Dog Myths About Rank and Dominance
Three myths about dog rank, and where they come from.
Scientists have been studying animal learning and behavior for over a century. But only in the last couple of decades have we started to apply that knowledge to dogs. Also, until recently there has been little formal study specifically of dogs. Instead, dog trainers drew general conclusions from their personal experience – which is fine, except that they often didn’t test their observations carefully, the way scientists do. Even worse, dog trainers often based their conclusions on what they thought they knew about wolves. But there’s a problem with judging the behavior of one species on the basis of what you think you know about another. Many of the resulting myths are still around, making training harder and damaging our relationships with our dogs.
Here are 3 such myths:
Myth #1 -- If Your Dog Walks Ahead of You, He’s Dominating You
There’s no evidence at all that dogs perceive “walking ahead” as an assertion of rank. Canid social life is not a series of marches with the general out in front. If you and your water-loving dog are on an off-leash hike and he runs ahead of you to jump in the creek on a hot day, is he asserting his rank over you, or does he just want to cool off? If you throw the ball for your dog to fetch and she runs after it, doesn’t that put her ahead of you? The palace coup must be coming next. Or not.
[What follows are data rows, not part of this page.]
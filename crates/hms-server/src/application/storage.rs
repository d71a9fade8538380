//! Storage port used by the packet handlers.
//!
//! The handlers never talk to a database directly.  They go through the
//! [`Storage`] trait, which the infrastructure layer implements (see
//! `infrastructure::storage::memory`).  Rows travel as JSON field maps so the
//! handlers can forward them to clients unchanged.
//!
//! The trait is synchronous: a backend is expected to serialise its own
//! access internally and return quickly.

use hms_core::TableId;
use serde_json::{Map, Value};
use thiserror::Error;

/// One table row: column name → value.
pub type Row = Map<String, Value>;

/// Errors raised by a storage backend.
#[derive(Debug, Error)]
pub enum StorageError {
    #[error("column {column} does not exist in {table}")]
    UnknownColumn { table: &'static str, column: String },

    #[error("value for {column} is already taken")]
    Conflict { column: String },

    #[error("storage backend failure: {0}")]
    Backend(String),
}

/// An account as stored in the `Users` table.
#[derive(Debug, Clone, PartialEq)]
pub struct UserRecord {
    pub id: i64,
    pub email: String,
    pub password_hash: String,
    pub first_name: String,
    pub last_name: String,
    pub phone_number: String,
    pub role: String,
}

/// Fields supplied when registering a new account.
#[derive(Debug, Clone, PartialEq)]
pub struct NewUser {
    pub email: String,
    pub password: String,
    pub first_name: String,
    pub last_name: String,
    pub phone_number: String,
}

/// Persistence operations needed by the request handlers.
#[cfg_attr(test, mockall::automock)]
pub trait Storage: Send + Sync {
    /// Looks up an account by e-mail address.
    fn find_user(&self, email: &str) -> Result<Option<UserRecord>, StorageError>;

    /// Checks `password` against the stored credential of `user`.
    fn verify_password(&self, user: &UserRecord, password: &str) -> bool;

    /// Creates an account and returns its id.
    fn insert_user(&self, user: NewUser) -> Result<i64, StorageError>;

    /// Returns every row of `table` in id order.
    fn fetch_rows(&self, table: TableId) -> Result<Vec<Row>, StorageError>;

    fn find_row(&self, table: TableId, id: i64) -> Result<Option<Row>, StorageError>;

    /// Inserts a row and returns the assigned id.
    fn insert_row(&self, table: TableId, values: Row) -> Result<i64, StorageError>;

    /// Overwrites the given columns.  Returns `false` if the row does not exist.
    fn update_row(&self, table: TableId, id: i64, values: Row) -> Result<bool, StorageError>;

    /// Returns `false` if the row does not exist.
    fn delete_row(&self, table: TableId, id: i64) -> Result<bool, StorageError>;
}
//! hms-client library entry point.
//!
//! Re-exports all public modules so that integration tests in `tests/`
//! and the binary entry point in `main.rs` share the same module tree.
//!
//! # What does hms-client do? (for beginners)
//!
//! The client holds one TLS connection to the hotel management server and
//! turns it into two ways of asking questions:
//!
//! 1. **Synchronous**: [`Client::request`](infrastructure::connection::Client::request)
//!    sends a packet and waits (with a timeout) for the response carrying the
//!    same `request_id`.
//! 2. **Asynchronous**: [`Client::request_async`](infrastructure::connection::Client::request_async)
//!    sends a packet and returns at once.  When the response arrives, the
//!    callback is queued on the caller's `OwnerQueue` and runs the next time
//!    the caller drains that queue.
//!
//! Packets from the server that nobody is waiting for are delivered on the
//! event channel returned by `Client::connect`.

/// Application layer: the request port and the table-browsing use case.
pub mod application;

/// Infrastructure layer: configuration and the TLS connection.
pub mod infrastructure;
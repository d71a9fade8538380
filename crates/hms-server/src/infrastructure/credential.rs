//! Self-signed server certificate generation.
//!
//! The server creates its TLS identity once at startup and passes the
//! resulting [`ServerCredential`] into the TLS configuration.  Nothing is
//! written to disk; a restart produces a new certificate.

use hms_core::transport::ServerCredential;
use rcgen::{CertificateParams, DnType, KeyPair};
use rustls::pki_types::{PrivateKeyDer, PrivatePkcs8KeyDer};
use time::{Duration, OffsetDateTime};
use tracing::info;

/// Validity period of a generated certificate (about 100 years).
const VALIDITY_DAYS: i64 = 36_500;

const COMMON_NAME: &str = "hms-server";

/// Generates a self-signed certificate for `hosts` and its private key.
///
/// # Errors
///
/// Returns [`rcgen::Error`] if key generation or signing fails.
pub fn generate_self_signed(hosts: &[String]) -> Result<ServerCredential, rcgen::Error> {
    let mut params = CertificateParams::new(hosts.to_vec())?;
    let now = OffsetDateTime::now_utc();
    params.not_before = now;
    params.not_after = now + Duration::days(VALIDITY_DAYS);
    params.distinguished_name.push(DnType::CommonName, COMMON_NAME);

    let key_pair = KeyPair::generate()?;
    let cert = params.self_signed(&key_pair)?;
    info!(hosts = ?hosts, "generated self-signed server certificate");

    Ok(ServerCredential::new(
        vec![cert.der().clone()],
        PrivateKeyDer::Pkcs8(PrivatePkcs8KeyDer::from(key_pair.serialize_der())),
    ))
}

/// Host names placed in the certificate when none are configured.
pub fn default_hosts() -> Vec<String> {
    vec!["localhost".to_string(), "127.0.0.1".to_string()]
}

#[cfg(test)]
mod tests {
    use super::*;

    #[test]
    fn test_generated_credential_builds_server_config() {
        // Arrange
        let credential = generate_self_signed(&default_hosts()).expect("generate");

        // Act
        let config = hms_core::transport::server_tls_config(&credential);

        // Assert
        assert_eq!(credential.cert_chain.len(), 1);
        assert!(config.is_ok());
    }

    #[test]
    fn test_each_call_produces_a_new_certificate() {
        let a = generate_self_signed(&default_hosts()).expect("a");
        let b = generate_self_signed(&default_hosts()).expect("b");

        assert_ne!(a.cert_chain[0], b.cert_chain[0]);
    }
}
use crate::application::serve_requests::PacketHandler;
use crate::domain::client_state::ClientState;
use crate::infrastructure::credential::{default_hosts, generate_self_signed};
use crate::infrastructure::storage::config::{ConfigError, ServerConfig};

/// Identifies a connected client: its remote address and port.
pub type ConnectionKey = SocketAddr;

type TlsStream = tokio_rustls::server::TlsStream<TcpStream>;

/// Error type for server startup.
#[derive(Debug, Error)]
pub enum ServerError {
    #[error(transparent)]
    Config(#[from] ConfigError),

    #[error("failed to generate server certificate: {0}")]
    Credential(#[from] rcgen::Error),

    #[error(transparent)]
    Tls(#[from] TlsError),

    #[error("bind failed on {addr}: {source}")]
    BindFailed {
        addr: SocketAddr,
        #[source]
        source: std::io::Error,
    },

    #[error("worker pool error: {0}")]
    Pool(#[from] PoolError),

    #[error("server is already running or has been stopped")]
    NotRunnable,
}

/// Connection lifecycle notifications for the embedding application.
#[derive(Debug, Clone, PartialEq, Eq)]
pub enum ServerEvent {
    ClientConnected(ConnectionKey),
    ClientDisconnected(ConnectionKey),
}

/// One registered client connection.
pub struct ServerSession {
    key: ConnectionKey,
    id: Uuid,
    transport: Arc<Session<TlsStream>>,
    state: tokio::sync::Mutex<ClientState>,
    is_being_removed: AtomicBool,
}

impl ServerSession {
    pub fn key(&self) -> ConnectionKey {
        self.key
    }

    pub fn id(&self) -> Uuid {
        self.id
    }

    /// Returns a copy of the client's current login state.
    pub async fn client_state(&self) -> ClientState {
        self.state.lock().await.clone()
    }
}

// ── Shared state ──────────────────────────────────────────────────────────────

struct Shared {
    sessions: Mutex<HashMap<ConnectionKey, Arc<ServerSession>>>,
    handler: Arc<dyn PacketHandler>,
    registry: PacketRegistry,
    pool: WorkerPool,
    events: mpsc::UnboundedSender<ServerEvent>,
}

impl Shared {
    fn sessions(&self) -> MutexGuard<'_, HashMap<ConnectionKey, Arc<ServerSession>>> {
        self.sessions.lock().unwrap_or_else(PoisonError::into_inner)
    }

    fn lookup(&self, key: &ConnectionKey) -> Option<Arc<ServerSession>> {
        self.sessions().get(key).cloned()
    }

    fn snapshot(&self) -> Vec<Arc<ServerSession>> {
        self.sessions().values().cloned().collect()
    }

    fn emit(&self, event: ServerEvent) {
        if let Err(e) = self.events.send(event) {
            debug!("server event not delivered: {e}");
        }
    }

    async fn register(
        &self,
        stream: TlsStream,
        peer: SocketAddr,
        limits: SessionLimits,
    ) -> (Arc<ServerSession>, FrameReader<ReadHalf<TlsStream>>) {
        let (transport, reader) = Session::with_limits(stream, peer, limits);
        let session = Arc::new(ServerSession {
            key: peer,
            id: Uuid::new_v4(),
            transport,
            state: tokio::sync::Mutex::new(ClientState::default()),
            is_being_removed: AtomicBool::new(false),
        });
        let replaced = self.sessions().insert(peer, Arc::clone(&session));
        if let Some(old) = replaced {
            warn!(peer = %peer, session_id = %old.id, "address reused, replacing stale session");
            self.remove(&old);
            old.transport.disconnect().await;
        }
        info!(peer = %peer, session_id = %session.id, "client connected");
        self.emit(ServerEvent::ClientConnected(peer));
        (session, reader)
    }

    /// Registers a handshaken connection unless the server began stopping.
    ///
    /// `stop` may snapshot the session map between the caller's own shutdown
    /// check and the insert, so the flag is read again once registered.
    async fn admit(
        &self,
        stream: TlsStream,
        peer: SocketAddr,
        limits: SessionLimits,
        shutdown: &watch::Receiver<bool>,
    ) -> Option<(Arc<ServerSession>, FrameReader<ReadHalf<TlsStream>>)> {
        let (session, reader) = self.register(stream, peer, limits).await;
        if *shutdown.borrow() {
            debug!(peer = %peer, "server stopping, closing new session");
            session.transport.disconnect().await;
            self.remove(&session);
            return None;
        }
        Some((session, reader))
    }

    fn remove(&self, session: &ServerSession) {
        if session.is_being_removed.swap(true, Ordering::AcqRel) {
            return;
        }
        {
            let mut sessions = self.sessions();
            if sessions.get(&session.key).is_some_and(|s| s.id == session.id) {
                sessions.remove(&session.key);
            }
        }
        info!(peer = %session.key, session_id = %session.id, "client disconnected");
        self.emit(ServerEvent::ClientDisconnected(session.key));
    }
}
Some likelier explanations: If your dog walks ahead of you, it’s because his natural pace is faster than yours, or because something up ahead has caught his attention. Or he may be hurrying because he’s anxious. For instance, maybe he’s afraid of thunderstorms and you heard that first crack while taking your afternoon walk. Or you have never taught him to keep slack in the leash while he walks with you. He learned to pull when he was a young and zippy pup, and now, as far as he’s concerned, a taut leash is just a normal part of the walk.
If you want him to walk more or less next to you and keep the leash slack, by all means teach him that! Check out my tips on the subject and take a reward-based manners class. Just don’t waste your energy worrying that your authority is being undermined every time Dogalini speeds up to reach the next fire hydrant.
Myth #2 -- You Should Assert Your Rank by Eating First
Just picture the wolf pack around the kill, with the alpha male hitting the sirloin while Wolves Beta, Delta, Gamma, and Omega hang around all humble and hungry-like. Alas for this invigorating image, a normal, free-living wolf pack is not a war of all against all. It’s usually a family, with Mama and Papa Wolf taking care of the kids. If we take wolf behavior as a model for how we live with dogs, then we could assert our status by teaching our dogs that when they lick our faces, we regurgitate food for them. After all, that’s what Alpha Mama and Papa do.
Dogs, on the other hand, mostly scavenge. Animals’ mode of food-getting affects their social structure, so free-living scavenger dogs don’t generally form stable family groups or packs. Rank among dogs who do live in groups is poorly understood but seems to have something to do with affiliation. The more friendly encounters an animal has, the more likely the other dogs are to travel in the same direction as he does and spend time near him. And whoever finds the chicken carcass eats it, without troubling herself about her rank.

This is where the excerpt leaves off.